Okay, so I am going on a trip... a vacation... first one in... well, let's just say "many" years.
I am one who has to plan - I am far from spontaneous. Drop everything and go? Only if I can make sure I have it planned. Anyway, we have had tickets for months now and the flight is around the corner. I know what I need to pack and know what to bring, but getting it from my list and brain into the suitcase is a whole different story.
(Unfortunately this is a part of my many flaws... I can plan and plan... and then power it out the 25th hour... just like Christmas shopping or planning a party... know it's coming, have all the plans, wait until the last minute to finish everything!)

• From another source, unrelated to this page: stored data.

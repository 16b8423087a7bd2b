use chrono::{DateTime, Utc};
use serde::{Deserialize, Serialize};
use sqlx::FromRow;
use uuid::Uuid;

#[derive(Debug, Clone, Serialize, Deserialize, FromRow)]
pub struct User {
    pub id: Uuid,
    pub email: String,
    pub username: Option<String>,
    pub full_name: Option<String>,
    pub private: bool,
    pub auth_token: String,
    pub created_at: DateTime<Utc>,
    pub updated_at: DateTime<Utc>,
}

#[derive(Debug, Clone, Serialize, Deserialize, FromRow)]
pub struct Post {
    pub id: Uuid,
    pub user_id: Uuid,
    pub caption: String,
    pub photo_key: String,
    pub created_at: DateTime<Utc>,
    pub updated_at: DateTime<Utc>,
}

#[derive(Debug, Clone, Serialize, Deserialize, FromRow)]
pub struct Tagging {
    pub id: Uuid,
    pub tag: String,
    pub taggable_kind: String,
    pub taggable_id: Uuid,
    pub created_at: DateTime<Utc>,
}

#[derive(Debug, Clone, Serialize, Deserialize, FromRow)]
pub struct Location {
    pub id: Uuid,
    pub venue_id: String,
    pub latitude: Option<f64>,
    pub longitude: Option<f64>,
    pub name: Option<String>,
    pub created_at: DateTime<Utc>,
}

#[derive(Debug, Clone, Serialize, Deserialize, FromRow)]
pub struct Like {
    pub id: Uuid,
    pub post_id: Uuid,
    pub user_id: Uuid,
    pub created_at: DateTime<Utc>,
}

#[derive(Debug, Clone, Serialize, Deserialize, FromRow)]
pub struct Comment {
    pub id: Uuid,
    pub post_id: Uuid,
    pub user_id: Uuid,
    pub body: String,
    pub created_at: DateTime<Utc>,
}

/// Kinds of entities that can own tagging rows. Stored as an explicit
/// discriminator column rather than a free-form type name.
#[derive(Debug, Clone, Copy, PartialEq, Eq)]
pub enum TaggableKind {
    Post,
}

impl TaggableKind {
    pub fn as_str(&self) -> &'static str {
        match self {
            TaggableKind::Post => "post",
        }
    }
}

/// Reference to a taggable entity: kind plus row id.
#[derive(Debug, Clone, Copy)]
pub struct TaggableRef {
    pub kind: TaggableKind,
    pub id: Uuid,
}

impl TaggableRef {
    pub fn post(id: Uuid) -> Self {
        Self {
            kind: TaggableKind::Post,
            id,
        }
    }
}
/// User repository - handles all database operations for users
use crate::models::User;
use chrono::Utc;
use sqlx::PgPool;
use uuid::Uuid;

/// Create a new user. The auth token must already be issued by the caller.
pub async fn create_user(
    pool: &PgPool,
    email: &str,
    username: Option<&str>,
    full_name: Option<&str>,
    private: bool,
    auth_token: &str,
) -> Result<User, sqlx::Error> {
    sqlx::query_as::<_, User>(
        r#"
        INSERT INTO users (id, email, username, full_name, private, auth_token, created_at, updated_at)
        VALUES ($1, $2, $3, $4, $5, $6, $7, $7)
        RETURNING id, email, username, full_name, private, auth_token, created_at, updated_at
        "#,
    )
    .bind(Uuid::new_v4())
    .bind(email.to_lowercase())
    .bind(username)
    .bind(full_name)
    .bind(private)
    .bind(auth_token)
    .bind(Utc::now())
    .fetch_one(pool)
    .await
}

/// Find a user by ID
pub async fn find_by_id(pool: &PgPool, id: Uuid) -> Result<Option<User>, sqlx::Error> {
    sqlx::query_as::<_, User>(
        r#"
        SELECT id, email, username, full_name, private, auth_token, created_at, updated_at
        FROM users
        WHERE id = $1
        "#,
    )
    .bind(id)
    .fetch_optional(pool)
    .await
}

/// Find a user by auth token. The token is unique, so at most one row matches.
pub async fn find_by_auth_token(pool: &PgPool, token: &str) -> Result<Option<User>, sqlx::Error> {
    sqlx::query_as::<_, User>(
        r#"
        SELECT id, email, username, full_name, private, auth_token, created_at, updated_at
        FROM users
        WHERE auth_token = $1
        "#,
    )
    .bind(token)
    .fetch_optional(pool)
    .await
}

/// Check whether an auth token is already assigned to any user
pub async fn auth_token_exists(pool: &PgPool, token: &str) -> Result<bool, sqlx::Error> {
    sqlx::query_scalar::<_, bool>("SELECT EXISTS(SELECT 1 FROM users WHERE auth_token = $1)")
        .bind(token)
        .fetch_one(pool)
        .await
}

/// Update a user's mutable profile fields. The auth token is never touched.
pub async fn update_user(
    pool: &PgPool,
    id: Uuid,
    email: Option<&str>,
    username: Option<&str>,
    full_name: Option<&str>,
    private: Option<bool>,
) -> Result<User, sqlx::Error> {
    sqlx::query_as::<_, User>(
        r#"
        UPDATE users
        SET email = COALESCE($2, email),
            username = COALESCE($3, username),
            full_name = COALESCE($4, full_name),
            private = COALESCE($5, private),
            updated_at = $6
        WHERE id = $1
        RETURNING id, email, username, full_name, private, auth_token, created_at, updated_at
        "#,
    )
    .bind(id)
    .bind(email.map(|e| e.to_lowercase()))
    .bind(username)
    .bind(full_name)
    .bind(private)
    .bind(Utc::now())
    .fetch_one(pool)
    .await
}

/// Delete a user row
pub async fn delete_user(pool: &PgPool, id: Uuid) -> Result<bool, sqlx::Error> {
    let result = sqlx::query("DELETE FROM users WHERE id = $1")
        .bind(id)
        .execute(pool)
        .await?;

    Ok(result.rows_affected() > 0)
}

/// Search users by case-insensitive substring of username or full name
pub async fn search_users(
    pool: &PgPool,
    query: &str,
    limit: i64,
    offset: i64,
) -> Result<Vec<User>, sqlx::Error> {
    let pattern = format!("%{}%", query);

    sqlx::query_as::<_, User>(
        r#"
        SELECT id, email, username, full_name, private, auth_token, created_at, updated_at
        FROM users
        WHERE username ILIKE $1 OR full_name ILIKE $1
        ORDER BY created_at ASC
        LIMIT $2 OFFSET $3
        "#,
    )
    .bind(pattern)
    .bind(limit)
    .bind(offset)
    .fetch_all(pool)
    .await
}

Okay, anyway, back to the vacation on the horizon. This is my son's first trip and he is so excited that he is driving me crazy. He is packing and unpacking, counting hours and minutes, making lists and checking them twice, along with asking a million questions.
I, on the other hand, am stressing... making sure we have everything, making sure we won't have trouble getting through security, making sure we have enough money, making sure he has everything, hoping he has a good time, making sure everything gets done at work before I walk away from my desk for a few days... I stress over these things.

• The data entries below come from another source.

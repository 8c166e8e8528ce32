use std::sync::atomic::{AtomicI64, AtomicU64, Ordering};
use std::sync::Mutex;
use std::time::{Duration, Instant};

use axum::extract::ws::Message as WebSocketMessage;
use futures_util::{Sink, SinkExt};
use log::{debug, error, info, warn};
use thiserror::Error;
use tokio::sync::mpsc::{unbounded_channel, UnboundedReceiver, UnboundedSender};
use tokio::task::JoinHandle;
use tokio_util::sync::CancellationToken;
use uuid::Uuid;

use crate::protocol::{Action, ProtocolError, ProtocolMessage};

#[derive(Debug, Error)]
pub enum ActorError {
    #[error(transparent)]
    Protocol(#[from] ProtocolError),

    #[error("outbound queue is closed")]
    QueueClosed,

    #[error("loop is already running")]
    AlreadyRunning,
}

#[derive(Clone, Debug)]
pub struct ActorConfig {
    /// Cadence of the throughput report and the coalesced ack.
    pub ack_interval: Duration,
}

impl Default for ActorConfig {
    fn default() -> Self {
        Self {
            ack_interval: Duration::from_secs(1),
        }
    }
}

/// Per-connection protocol actor. The external read loop feeds decoded text
/// frames into the inbound queue; the broadcast loop drains the outbound
/// queue back onto the wire; a timer task samples throughput and emits at
/// most one watermark ack per tick.
///
/// The serial counters are atomics: the receive loop writes them while the
/// timer task reads them concurrently.
pub struct ConnectionActor {
    id: String,
    config: ActorConfig,
    inbound_tx: Mutex<Option<UnboundedSender<String>>>,
    inbound_rx: Mutex<Option<UnboundedReceiver<String>>>,
    outbound_tx: UnboundedSender<ProtocolMessage>,
    outbound_rx: Mutex<Option<UnboundedReceiver<ProtocolMessage>>>,
    last_msg_serial: AtomicI64,
    last_ack_serial: AtomicI64,
    messages_received: AtomicU64,
    started: Instant,
    cancel: CancellationToken,
}

impl ConnectionActor {
    pub fn new(config: ActorConfig) -> Self {
        let (inbound_tx, inbound_rx) = unbounded_channel();
        let (outbound_tx, outbound_rx) = unbounded_channel();

        Self {
            id: Uuid::new_v4().to_string(),
            config,
            inbound_tx: Mutex::new(Some(inbound_tx)),
            inbound_rx: Mutex::new(Some(inbound_rx)),
            outbound_tx,
            outbound_rx: Mutex::new(Some(outbound_rx)),
            last_msg_serial: AtomicI64::new(-1),
            last_ack_serial: AtomicI64::new(-1),
            messages_received: AtomicU64::new(0),
            started: Instant::now(),
            cancel: CancellationToken::new(),
        }
    }

    pub fn id(&self) -> &str {
        &self.id
    }

    pub fn cancellation(&self) -> CancellationToken {
        self.cancel.clone()
    }

    pub fn messages_received(&self) -> u64 {
        self.messages_received.load(Ordering::Relaxed)
    }

    pub fn last_msg_serial(&self) -> i64 {
        self.last_msg_serial.load(Ordering::Acquire)
    }

    pub fn last_ack_serial(&self) -> i64 {
        self.last_ack_serial.load(Ordering::Acquire)
    }

    /// Producer handle for the external read loop.
    pub fn inbound(&self) -> Option<UnboundedSender<String>> {
        self.inbound_tx.lock().unwrap().clone()
    }

    /// Stops accepting inbound frames; the receive loop drains what is
    /// already queued and then exits.
    pub fn close_inbound(&self) {
        self.inbound_tx.lock().unwrap().take();
    }

    /// Takes the consumer end of the outbound queue, for the broadcast loop.
    pub fn take_outbound(&self) -> Option<UnboundedReceiver<ProtocolMessage>> {
        self.outbound_rx.lock().unwrap().take()
    }

    pub fn enqueue_outbound(&self, msg: ProtocolMessage) -> Result<(), ActorError> {
        self.outbound_tx.send(msg).map_err(|_| {
            error!("[{}] outbound enqueue rejected: queue is closed", self.id);
            ActorError::QueueClosed
        })
    }

    /// Decodes and dispatches inbound frames until the queue closes or the
    /// actor is cancelled. A decode failure means the session is corrupt and
    /// is propagated rather than skipped.
    pub async fn receive_loop(&self) -> Result<(), ActorError> {
        let mut rx = self
            .inbound_rx
            .lock()
            .unwrap()
            .take()
            .ok_or(ActorError::AlreadyRunning)?;

        loop {
            let frame = tokio::select! {
                _ = self.cancel.cancelled() => break,
                frame = rx.recv() => match frame {
                    Some(frame) => frame,
                    None => break,
                },
            };

            let msg = ProtocolMessage::decode(&frame)?;
            self.handle(msg)?;
        }

        Ok(())
    }

    fn handle(&self, msg: ProtocolMessage) -> Result<(), ActorError> {
        match msg.action {
            Action::Attach => {
                let channel = msg.channel.as_deref().unwrap_or_default();
                debug!("[{}] attach to channel {}", self.id, channel);

                let token = Uuid::new_v4().to_string();
                self.enqueue_outbound(ProtocolMessage::attached(channel, &token))?;
            }
            Action::Message | Action::Presence => {
                // Last write wins; inbound serials are assumed non-decreasing.
                if msg.requires_ack() {
                    self.last_msg_serial.store(msg.msg_serial, Ordering::Release);
                }

                if msg.action == Action::Message {
                    self.messages_received.fetch_add(1, Ordering::Relaxed);
                }
            }
            _ => {} // heartbeats and the rest carry no state here
        }

        Ok(())
    }

    /// Drains the outbound queue onto the socket, one envelope per text
    /// frame, until cancelled or the sink rejects a write.
    pub async fn broadcast_loop<S>(&self, mut write: S)
    where
        S: Sink<WebSocketMessage> + Unpin,
        S::Error: std::fmt::Display,
    {
        let mut rx = match self.take_outbound() {
            Some(rx) => rx,
            None => {
                warn!("[{}] broadcast loop started twice", self.id);
                return;
            }
        };

        loop {
            let msg = tokio::select! {
                _ = self.cancel.cancelled() => break,
                msg = rx.recv() => match msg {
                    Some(msg) => msg,
                    None => break,
                },
            };

            let text = match msg.encode() {
                Ok(text) => text,
                Err(e) => {
                    error!("[{}] failed to encode outbound envelope: {}", self.id, e);
                    continue;
                }
            };

            if let Err(e) = write.send(WebSocketMessage::Text(text)).await {
                debug!("[{}] socket write failed, stopping broadcast: {}", self.id, e);
                break;
            }
        }
    }

    /// One timer tick: report throughput, then emit a coalesced ack if any
    /// new ack-requiring message arrived since the previous tick.
    pub fn tick(&self) {
        let received = self.messages_received.load(Ordering::Relaxed);
        let elapsed = self.started.elapsed().as_secs_f64();
        let rate = if elapsed > 0.0 {
            received as f64 / elapsed
        } else {
            0.0
        };

        info!("[{}] received {} messages ({:.1}/s)", self.id, received, rate);

        let last = self.last_msg_serial.load(Ordering::Acquire);

        if last != self.last_ack_serial.load(Ordering::Acquire) {
            if self.enqueue_outbound(ProtocolMessage::ack(last)).is_ok() {
                self.last_ack_serial.store(last, Ordering::Release);
            }
        }
    }

    /// Runs `tick` every `ack_interval` until the actor shuts down.
    pub fn spawn_timer(self: std::sync::Arc<Self>) -> JoinHandle<()> {
        let actor = self;

        tokio::spawn(async move {
            let mut interval = tokio::time::interval(actor.config.ack_interval);
            interval.tick().await; // the first tick completes immediately

            loop {
                tokio::select! {
                    _ = actor.cancel.cancelled() => break,
                    _ = interval.tick() => actor.tick(),
                }
            }
        })
    }

    /// Cancels all loops at their next suspension point. Pending outbound
    /// items are discarded, not flushed.
    pub fn shutdown(&self) {
        self.cancel.cancel();
    }
}
pub mod actor;
pub mod protocol;
pub mod server;
pub mod transport;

I just want everything to be perfect. I know I can't control EVERYTHING, but I like I think and hope I can. I just want him to have a good time and remember this for the rest of his life.
My biggest stressor is worrying about everyone else and hoping they have a good time. I don't worry about me... it's the rest of the world I worry about.
I just hope we have a good time... and I don't give myself an ulcer over all this!